Implied Consent

Most people are aware that if they are stopped by law enforcement and there is reasonable suspicion that they are driving while intoxicated, the driver is required to provide a sample to determine if they are under the influence, but a sample of what?  The law varies from state to state.  For instance:

The Implied Consent Law in New Jersey is different than that of Rhode Island.  In Rhode Island, Implied Consent means that any person who drives a motor vehicle in Rhode Island has given consent to Chemical Test (Breath-Blood-Urine – arresting officers choice apparently) to determine the amount of alcohol/drugs, if any,  in your system after you have been arrested for suspected driving while intoxicated (DWI).   Refusing to provide that sample is an additional charge carrying additional license suspensions and fines. (source – RI DMV website)

The New Jersey Implied Consent Law that states that all persons operating a motor vehicle on New Jersey roadways has agreed to submit to a Breath Test following an arrest for suspected drinking and driving.  In addition to the original underlying penalties of the driving while intoxicated offense, failing to provide a breath sample will result in an additional charge carrying an additional period of suspension and other penalties.

However, New Jersey’s implied consent law does not currently mandate that you submit to a blood test or urine test.  If taken to the hospital as a result of an investigation, such as an accident, you most likely did not perform standardized field sobriety tests.  If you are suspected of being under the influence of an alcohol or drug, you will be asked for your consent to voluntarily provide a sample of your blood or urine to test.  This is because although the breath test machine used in New Jersey, the Alcotest 7110c, is designed to be mobile and transportable to the scene or hospital, it is not the practice in New Jersey.  So to gather evidence of intoxication to be used against you, your blood or urine will be required.

If you believe you have alcohol or drugs in your system, or if you just do not want to, you should refuse to voluntarily give consent for the collection of your blood or urine.  If a DWI charge is to be pursued against you, a judge would have to issue a warrant (Fourth Amendment protections against unreasonable searches and seizures – barring exigent circumstances) for non-consensual blood testing to collect a sample. However, if a warrant is obtained, you are legally required to provide the type of sample described in the warrant and reasonable force may be used to collect that sample if necessary.  Refusing to provide a sample after a warrant is issued will result in an additional charge(s) carrying additional license suspensions and penalties, which may also expose you to potential criminal charges.

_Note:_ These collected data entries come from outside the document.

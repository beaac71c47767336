use axum::Json;
use axum::response::{IntoResponse, Response};
use http::StatusCode;
use serde::Serialize;
use serde_json::json;

#[derive(Copy, Clone, Serialize)]
#[repr(u16)]
pub enum ResponseCode {
    CodeOK = 0,
    ErrorCodeAuth = 1,
    ErrorCodeInput = 2,
    ErrorCodeServer = 3,
    ErrorCodeTimeout = 4,
    ErrorCodeDatabase = 5,
    ErrorCodeValidation = 6,
    ErrorCodeGeofence = 7,
}

impl ResponseCode {
    pub fn response_code(v: ResponseCode) -> u16 {
        v as u16
    }
}

#[derive(thiserror::Error, Debug)]
pub enum Error {
    #[error("{0}")]
    Authenticate(#[from] AuthenticateError),

    #[error("{0}")]
    BadRequest(#[from] BadRequestError),

    #[error("{0}")]
    NotFound(#[from] NotFoundError),

    #[error("{0}")]
    Server(#[from] ServerError),
}

impl Error {
    fn get_codes(&self) -> (StatusCode, u16) {
        match *self {
            // 4XX Errors
            Error::BadRequest(_) => (StatusCode::BAD_REQUEST, ResponseCode::response_code(ResponseCode::ErrorCodeInput)),
            Error::NotFound(_) => (StatusCode::NOT_FOUND, ResponseCode::response_code(ResponseCode::ErrorCodeInput)),
            Error::Authenticate(AuthenticateError::MissingCredentials) => (StatusCode::UNAUTHORIZED, ResponseCode::response_code(ResponseCode::ErrorCodeAuth)),
            Error::Authenticate(AuthenticateError::WrongCredentials) => (StatusCode::FORBIDDEN, ResponseCode::response_code(ResponseCode::ErrorCodeAuth)),
            Error::Authenticate(AuthenticateError::InvalidToken) => (StatusCode::UNAUTHORIZED, ResponseCode::response_code(ResponseCode::ErrorCodeAuth)),

            // 5XX Errors
            Error::Server(_) => (StatusCode::INTERNAL_SERVER_ERROR, ResponseCode::response_code(ResponseCode::ErrorCodeServer)),
        }
    }

    pub fn bad_request() -> Self {
        Error::BadRequest(BadRequestError {})
    }

    pub fn not_found() -> Self {
        Error::NotFound(NotFoundError {})
    }

    pub fn server() -> Self {
        Error::Server(ServerError {})
    }
}

impl IntoResponse for Error {
    fn into_response(self) -> Response {
        let (status_code, code) = self.get_codes();
        let message = self.to_string();
        let body = Json(json!({ "code": code, "message": message }));

        (status_code, body).into_response()
    }
}

#[derive(thiserror::Error, Debug)]
pub enum AuthenticateError {
    #[error("Wrong authentication credentials")]
    WrongCredentials,
    #[error("Invalid authentication credentials")]
    InvalidToken,
    #[error("Missing authentication credentials")]
    MissingCredentials,
}

#[derive(thiserror::Error, Debug, Serialize)]
#[error("Bad Request")]
pub struct BadRequestError {}

#[derive(thiserror::Error, Debug, Serialize)]
#[error("Not found")]
pub struct NotFoundError {}

#[derive(thiserror::Error, Debug, Serialize)]
#[error("server error")]
pub struct ServerError {}

#[cfg(test)]
mod tests {
    use super::*;

    #[test]
    fn test_error_codes() {
        let (status, code) = Error::not_found().get_codes();
        assert_eq!(status, StatusCode::NOT_FOUND);
        assert_eq!(code, ResponseCode::response_code(ResponseCode::ErrorCodeInput));

        let (status, code) = Error::Authenticate(AuthenticateError::MissingCredentials).get_codes();
        assert_eq!(status, StatusCode::UNAUTHORIZED);
        assert_eq!(code, ResponseCode::response_code(ResponseCode::ErrorCodeAuth));
    }
}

So, according to the Rhode Island Division of Motor Vehicle website, a New Jersey resident on vacation, visiting a relative or just driving through Rhode Island that is stopped for a suspected DWI is required to submit to chemical testing.  Chemical testing of your breath, blood or urine, without the need of a warrant, even though as a New Jersey license holder, your implied consent requirements are for only breath samples.

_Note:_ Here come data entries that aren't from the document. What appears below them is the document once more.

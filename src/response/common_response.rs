use axum::http::{header, HeaderValue, StatusCode};
use axum::response::{IntoResponse, IntoResponseParts, Response, ResponseParts};
use serde::{Deserialize, Serialize};
use bytes::{BufMut, BytesMut};
use log::error;
use uuid::Uuid;
use crate::error::errors::{Error, ResponseCode};

pub type GeneralResponseResult<T> = Result<GeneralResponse<T>, Error>;

#[derive(Debug, Clone, Serialize, Deserialize)]
pub struct BaseResponse<T: Serialize> {
    pub data: Option<T>,
    pub response_message: String,
    pub response_code: u16,
    pub is_success: bool,
    pub request_id: String,
}

impl<T> Default for BaseResponse<T>
    where
        T: Serialize,
{
    fn default() -> Self {
        Self {
            data: None,
            response_message: "OK".to_string(),
            response_code: ResponseCode::response_code(ResponseCode::CodeOK),
            is_success: true,
            request_id: Uuid::new_v4().to_string(),
        }
    }
}

#[derive(Debug)]
pub struct GeneralResponse<T: Serialize> {
    pub data: Option<T>,
    pub status_code: StatusCode,
    pub pagination: Option<ResponsePagination>,
}

pub struct GeneralResponseBuilder<T: Serialize> {
    pub data: Option<T>,
    pub status_code: StatusCode,
    pub pagination: Option<ResponsePagination>,
}

#[derive(Debug)]
pub struct ResponsePagination {
    pub count: u64,
    pub offset: u64,
    pub limit: u32,
}

impl<T> Default for GeneralResponseBuilder<T>
    where
        T: Serialize,
{
    fn default() -> Self {
        Self {
            data: None,
            status_code: StatusCode::OK,
            pagination: None,
        }
    }
}

impl<T> GeneralResponseBuilder<T>
    where
        T: Serialize,
{
    pub fn new() -> Self {
        Self::default()
    }

    pub fn body(mut self, body: T) -> Self {
        self.data = Some(body);
        self
    }

    pub fn status_code(mut self, status_code: StatusCode) -> Self {
        self.status_code = status_code;
        self
    }

    pub fn pagination(mut self, pagination: ResponsePagination) -> Self {
        self.pagination = Some(pagination);
        self
    }

    pub fn build(self) -> GeneralResponse<T> {
        GeneralResponse {
            data: self.data,
            status_code: self.status_code,
            pagination: self.pagination,
        }
    }
}

impl<T> IntoResponse for GeneralResponse<T>
    where
        T: Serialize,
{
    fn into_response(self) -> Response {
        let data = match self.data {
            Some(data) => {data},
            None => return (self.status_code).into_response(),
        };

        let mut bytes = BytesMut::new().writer();
        if let Err(err) = serde_json::to_writer(&mut bytes, &data) {
            error!("Error serializing response body as JSON: {:?}", err);
            return (StatusCode::INTERNAL_SERVER_ERROR).into_response();
        }

        let bytes = bytes.into_inner().freeze();
        let headers = [(
            header::CONTENT_TYPE,
            HeaderValue::from_static(mime::APPLICATION_JSON.as_ref()),
        )];

        match self.pagination {
            Some(pagination) => (self.status_code, pagination, headers, bytes).into_response(),
            None => (self.status_code, headers, bytes).into_response(),
        }
    }
}

impl IntoResponseParts for ResponsePagination {
    type Error = (StatusCode, String);

    fn into_response_parts(self, mut res: ResponseParts) -> Result<ResponseParts, Self::Error> {
        res.headers_mut()
            .insert("x-pagination-count", self.count.into());

        res.headers_mut()
            .insert("x-pagination-offset", self.offset.into());

        res.headers_mut()
            .insert("x-pagination-limit", self.limit.into());

        Ok(res)
    }
}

* Disclaimer – Edward Janzekovich is a licensed attorney in the State of New Jersey and not in Rhode Island.  The information provided is to contrast implied consent laws between NJ and RI. Information is obtained directly from the Rhode Island DMV website and this is not to be interpreted as providing Rhode Island legal advice.

Last Call for Alcohol

Last Call for Alcohol – the drink that may get you arrested.
Over the course of my careers as police lieutenant and an attorney, I have spoken and dealt with hundreds of people charged with DWI.  A common theme is the individual is getting ready to leave the bar or friends house to drive home and the “last call” is made and that individual has just one more drink.   They believe they feel fine, and can have one more before they hit the road.  The problem is that by the time that last drink is absorbed into their system, they are now driving down the road.  They now feel the effect of the alcohol and catch themselves weaving, making driving mistakes they would never normally make.

New Jersey does not allow what is referred to as a “Safe Haven” for driving while intoxicated, meaning that if you are driving home and you start to feel the effects of the alcohol, you can pull off to the side of the road and sleep it off or call for a sober driver to come get you.  In New Jersey, once you demonstrate intent to operate a motor vehicle, you cannot reverse it by pulling into a rest stop or the side of the road.  If an officer comes in contact with you within a reasonable period of time from when you were actually operating the vehicle and they can proof it, you can be charged with DWI if you demonstrate signs of intoxication.

As you can see from my prior post containing the blood alcohol charts for men and women, 1 more drink can quickly move you into the Per Se category (.08% BAC or higher) of driving while intoxicated and definitely place you into the Buzzed driver group.  Both of which expose you to the possibility of being arrested for DWI and/or injuring others including yourself.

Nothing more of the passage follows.